_TO DO_. Within the following material, tally each line that contains the string "enough". Give the tally only.

_INFORMATION SUPPLIED_.
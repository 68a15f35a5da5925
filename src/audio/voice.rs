use super::NoteMessage;

#[derive(Debug, Clone, Copy, PartialEq, Eq)]
pub enum VoiceState {
    Free,      // Available for allocation
    Holding,   // Sounding for the note's duration
    Releasing, // Duration elapsed, envelope decaying to silence
}

/// Attack ramp length in seconds. Short enough to feel immediate, long
/// enough to avoid a click at note onset.
const ATTACK_SECS: f32 = 0.005;

/// Envelope level below which a releasing voice is considered silent.
const SILENCE_FLOOR: f32 = 1.0e-4;

/// One sine voice with a linear attack and an exponential release.
///
/// Unlike a gate-driven voice there is no note-off message: the voice is
/// started with its full duration and releases itself once the hold time
/// has elapsed, mirroring how the player triggers each chord exactly once.
pub struct Voice {
    state: VoiceState,
    note: u8,
    phase: f32,
    phase_inc: f32,
    env: f32,
    attack_inc: f32,
    release_coeff: f32,
    hold_samples: u32,
    age: u64,
    sample_rate: f32,
}

impl Voice {
    pub fn new(sample_rate: f32) -> Self {
        Self {
            state: VoiceState::Free,
            note: 0,
            phase: 0.0,
            phase_inc: 0.0,
            env: 0.0,
            attack_inc: 1.0 / (ATTACK_SECS * sample_rate),
            // Roughly -60 dB over 150 ms
            release_coeff: (-1.0 / (0.022 * sample_rate)).exp(),
            hold_samples: 0,
            age: 0,
            sample_rate,
        }
    }

    pub fn start(&mut self, msg: NoteMessage, age: u64) {
        self.state = VoiceState::Holding;
        self.note = msg.note;
        self.phase = 0.0;
        self.phase_inc = midi_to_freq(msg.note) / self.sample_rate;
        self.env = 0.0;
        self.hold_samples = (msg.duration_secs * self.sample_rate) as u32;
        self.age = age;
    }

    /// Render and mix this voice into `out`.
    pub fn render_into(&mut self, out: &mut [f32], gain: f32) {
        for sample in out.iter_mut() {
            match self.state {
                VoiceState::Free => return,
                VoiceState::Holding => {
                    self.env = (self.env + self.attack_inc).min(1.0);
                    if self.hold_samples == 0 {
                        self.state = VoiceState::Releasing;
                    } else {
                        self.hold_samples -= 1;
                    }
                }
                VoiceState::Releasing => {
                    self.env *= self.release_coeff;
                    if self.env < SILENCE_FLOOR {
                        self.state = VoiceState::Free;
                        return;
                    }
                }
            }

            *sample += gain * self.env * (self.phase * std::f32::consts::TAU).sin();
            self.phase += self.phase_inc;
            if self.phase >= 1.0 {
                self.phase -= 1.0;
            }
        }
    }

    pub fn is_free(&self) -> bool {
        self.state == VoiceState::Free
    }

    pub fn state(&self) -> VoiceState {
        self.state
    }

    pub fn age(&self) -> u64 {
        self.age
    }
}

/// Standard equal-temperament conversion, A4 (MIDI 69) = 440 Hz.
pub fn midi_to_freq(note: u8) -> f32 {
    440.0 * 2.0_f32.powf((note as f32 - 69.0) / 12.0)
}
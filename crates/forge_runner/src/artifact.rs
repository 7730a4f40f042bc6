//! Artifact discovery and execution.
//!
//! The wrapped tool never announces what it wrote, so discovery is a
//! filesystem heuristic: glob the working directory and pick the most
//! recently modified match inside the freshness window.

use std::io::Read;
use std::path::{Path, PathBuf};
use std::process::{Command, Stdio};
use std::time::{Duration, Instant, SystemTime};

use serde::{Deserialize, Serialize};
use tracing::{debug, info, warn};

use crate::config::DriverConfig;

/// What happened when the discovered artifact was run.
#[derive(Debug, Clone, Serialize, Deserialize)]
#[serde(rename_all = "snake_case", tag = "status")]
pub enum ExecutionStatus {
    /// The artifact ran to completion within the execution timeout.
    Completed {
        exit_code: i32,
        stdout: String,
        stderr: String,
    },
    /// Still running after the timeout: treated as an intentionally
    /// interactive program and left running.
    Interactive,
    /// A web-page artifact handed to the system browser.
    Opened,
    /// Extension with no known runtime; nothing was executed.
    Skipped { extension: String },
    /// The artifact could not be started or monitored.
    Failed { error: String },
}

impl ExecutionStatus {
    /// Whether this outcome counts as a successful execution.
    pub fn is_success(&self) -> bool {
        match self {
            Self::Completed { exit_code, .. } => *exit_code == 0,
            Self::Interactive | Self::Opened => true,
            Self::Skipped { .. } | Self::Failed { .. } => false,
        }
    }
}

/// Find the freshest file matching the configured patterns.
///
/// Files named in `exclude_files` never match, and only files modified
/// within the freshness window qualify; among those the most recently
/// modified wins. Returns `None` when nothing fresh exists.
pub fn discover_artifact(config: &DriverConfig) -> Option<PathBuf> {
    let now = SystemTime::now();
    let mut best: Option<(PathBuf, SystemTime)> = None;

    for pattern in &config.artifact_patterns {
        let full_pattern = config.workdir.join(pattern);
        let Ok(entries) = glob::glob(&full_pattern.to_string_lossy()) else {
            warn!("Invalid artifact pattern: {}", pattern);
            continue;
        };

        for path in entries.flatten() {
            if !path.is_file() {
                continue;
            }
            let name = path
                .file_name()
                .map(|n| n.to_string_lossy().to_string())
                .unwrap_or_default();
            if config.exclude_files.iter().any(|e| e == &name) {
                continue;
            }
            let Ok(modified) = path.metadata().and_then(|m| m.modified()) else {
                continue;
            };
            // A file with a future mtime is as fresh as it gets.
            let age = now.duration_since(modified).unwrap_or(Duration::ZERO);
            if age > config.freshness_window {
                continue;
            }
            match &best {
                Some((_, best_modified)) if modified <= *best_modified => {}
                _ => best = Some((path, modified)),
            }
        }
    }

    match &best {
        Some((path, _)) => info!("Found recently modified artifact: {}", path.display()),
        None => debug!("No fresh artifact in {}", config.workdir.display()),
    }
    best.map(|(path, _)| path)
}

/// Execute an artifact according to its file extension.
///
/// Source files get their interpreter, web pages go to the browser, and
/// unknown extensions are reported as skipped instead of failing silently.
/// Total — any runtime problem becomes `ExecutionStatus::Failed`.
pub fn execute_artifact(artifact: &Path, config: &DriverConfig) -> ExecutionStatus {
    let extension = artifact
        .extension()
        .map(|e| e.to_string_lossy().to_lowercase())
        .unwrap_or_default();

    let program = match extension.as_str() {
        "py" => "python3",
        "js" => "node",
        "sh" => "sh",
        "html" | "htm" => {
            return match open_in_browser(artifact) {
                Ok(()) => {
                    info!("Opened {} in browser", artifact.display());
                    ExecutionStatus::Opened
                }
                Err(e) => ExecutionStatus::Failed {
                    error: format!("could not open browser: {}", e),
                },
            };
        }
        _ => {
            warn!("No runtime for .{} artifacts", extension);
            return ExecutionStatus::Skipped { extension };
        }
    };

    info!("Executing artifact: {} {}", program, artifact.display());
    let mut child = match Command::new(program)
        .arg(artifact)
        .current_dir(&config.workdir)
        .stdin(Stdio::null())
        .stdout(Stdio::piped())
        .stderr(Stdio::piped())
        .spawn()
    {
        Ok(child) => child,
        Err(e) => {
            return ExecutionStatus::Failed {
                error: format!("failed to start {}: {}", program, e),
            };
        }
    };

    let stdout = child.stdout.take();
    let stderr = child.stderr.take();
    let out_handle = std::thread::spawn(move || read_to_string_lossy(stdout));
    let err_handle = std::thread::spawn(move || read_to_string_lossy(stderr));

    let started = Instant::now();
    loop {
        match child.try_wait() {
            Ok(Some(status)) => {
                let stdout = out_handle.join().unwrap_or_default();
                let stderr = err_handle.join().unwrap_or_default();
                let exit_code = status.code().unwrap_or(-1);
                if exit_code == 0 {
                    info!("Artifact executed successfully");
                } else {
                    warn!("Artifact exited with code {}", exit_code);
                }
                return ExecutionStatus::Completed {
                    exit_code,
                    stdout,
                    stderr,
                };
            }
            Ok(None) => {
                if started.elapsed() >= config.exec_timeout {
                    // Interactive programs are left running on purpose; the
                    // reader threads drain until the process closes its pipes.
                    info!("Artifact is running interactively, leaving it alone");
                    return ExecutionStatus::Interactive;
                }
                std::thread::sleep(Duration::from_millis(100));
            }
            Err(e) => {
                return ExecutionStatus::Failed {
                    error: format!("failed to wait for artifact: {}", e),
                };
            }
        }
    }
}

fn read_to_string_lossy<R: Read>(stream: Option<R>) -> String {
    let Some(mut stream) = stream else {
        return String::new();
    };
    let mut buf = Vec::new();
    let _ = stream.read_to_end(&mut buf);
    String::from_utf8_lossy(&buf).to_string()
}

fn open_in_browser(path: &Path) -> std::io::Result<()> {
    #[cfg(target_os = "macos")]
    let opener = "open";
    #[cfg(target_os = "windows")]
    let opener = "explorer";
    #[cfg(not(any(target_os = "macos", target_os = "windows")))]
    let opener = "xdg-open";

    Command::new(opener)
        .arg(path)
        .stdout(Stdio::null())
        .stderr(Stdio::null())
        .spawn()
        .map(|_| ())
}

#[cfg(test)]
mod tests {
    use super::*;
    use std::fs::{self, File};
    use std::time::SystemTime;

    fn config_in(dir: &Path) -> DriverConfig {
        DriverConfig::default().workdir(dir)
    }

    fn age_file(path: &Path, seconds: u64) {
        let file = File::options().write(true).open(path).unwrap();
        let past = SystemTime::now() - Duration::from_secs(seconds);
        file.set_modified(past).unwrap();
    }

    #[test]
    fn test_discovery_picks_freshest_match() {
        let dir = tempfile::tempdir().unwrap();
        let old = dir.path().join("old_scraper.py");
        let fresh = dir.path().join("fresh_scraper.py");
        fs::write(&old, "print('old')").unwrap();
        fs::write(&fresh, "print('fresh')").unwrap();
        age_file(&old, 600);
        age_file(&fresh, 10);

        let found = discover_artifact(&config_in(dir.path())).unwrap();
        assert_eq!(found, fresh);
    }

    #[test]
    fn test_discovery_ignores_stale_files() {
        let dir = tempfile::tempdir().unwrap();
        let stale = dir.path().join("stale.py");
        fs::write(&stale, "print('stale')").unwrap();
        age_file(&stale, 600);

        assert!(discover_artifact(&config_in(dir.path())).is_none());
    }

    #[test]
    fn test_discovery_respects_exclusions() {
        let dir = tempfile::tempdir().unwrap();
        fs::write(dir.path().join("driver.py"), "pass").unwrap();

        let config = config_in(dir.path()).exclude_file("driver.py");
        assert!(discover_artifact(&config).is_none());
    }

    #[test]
    fn test_discovery_skips_unmatched_extensions() {
        let dir = tempfile::tempdir().unwrap();
        fs::write(dir.path().join("artifact.bin"), b"\x00").unwrap();

        assert!(discover_artifact(&config_in(dir.path())).is_none());
    }

    #[test]
    fn test_unknown_extension_is_skipped() {
        let dir = tempfile::tempdir().unwrap();
        let artifact = dir.path().join("artifact.xyz");
        fs::write(&artifact, "data").unwrap();

        let status = execute_artifact(&artifact, &config_in(dir.path()));
        assert!(matches!(status, ExecutionStatus::Skipped { extension } if extension == "xyz"));
    }

    #[cfg(unix)]
    #[test]
    fn test_shell_artifact_completes() {
        let dir = tempfile::tempdir().unwrap();
        let artifact = dir.path().join("hello.sh");
        fs::write(&artifact, "echo hello-from-artifact").unwrap();

        let status = execute_artifact(&artifact, &config_in(dir.path()));
        match status {
            ExecutionStatus::Completed {
                exit_code, stdout, ..
            } => {
                assert_eq!(exit_code, 0);
                assert!(stdout.contains("hello-from-artifact"));
            }
            other => panic!("expected completion, got {:?}", other),
        }
    }

    #[cfg(unix)]
    #[test]
    fn test_long_running_artifact_is_interactive() {
        let dir = tempfile::tempdir().unwrap();
        let artifact = dir.path().join("server.sh");
        fs::write(&artifact, "sleep 30").unwrap();

        let config = config_in(dir.path()).exec_timeout(Duration::from_millis(200));
        let status = execute_artifact(&artifact, &config);
        assert!(matches!(status, ExecutionStatus::Interactive));
        assert!(status.is_success());
    }
}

_THE ANSWER_. 2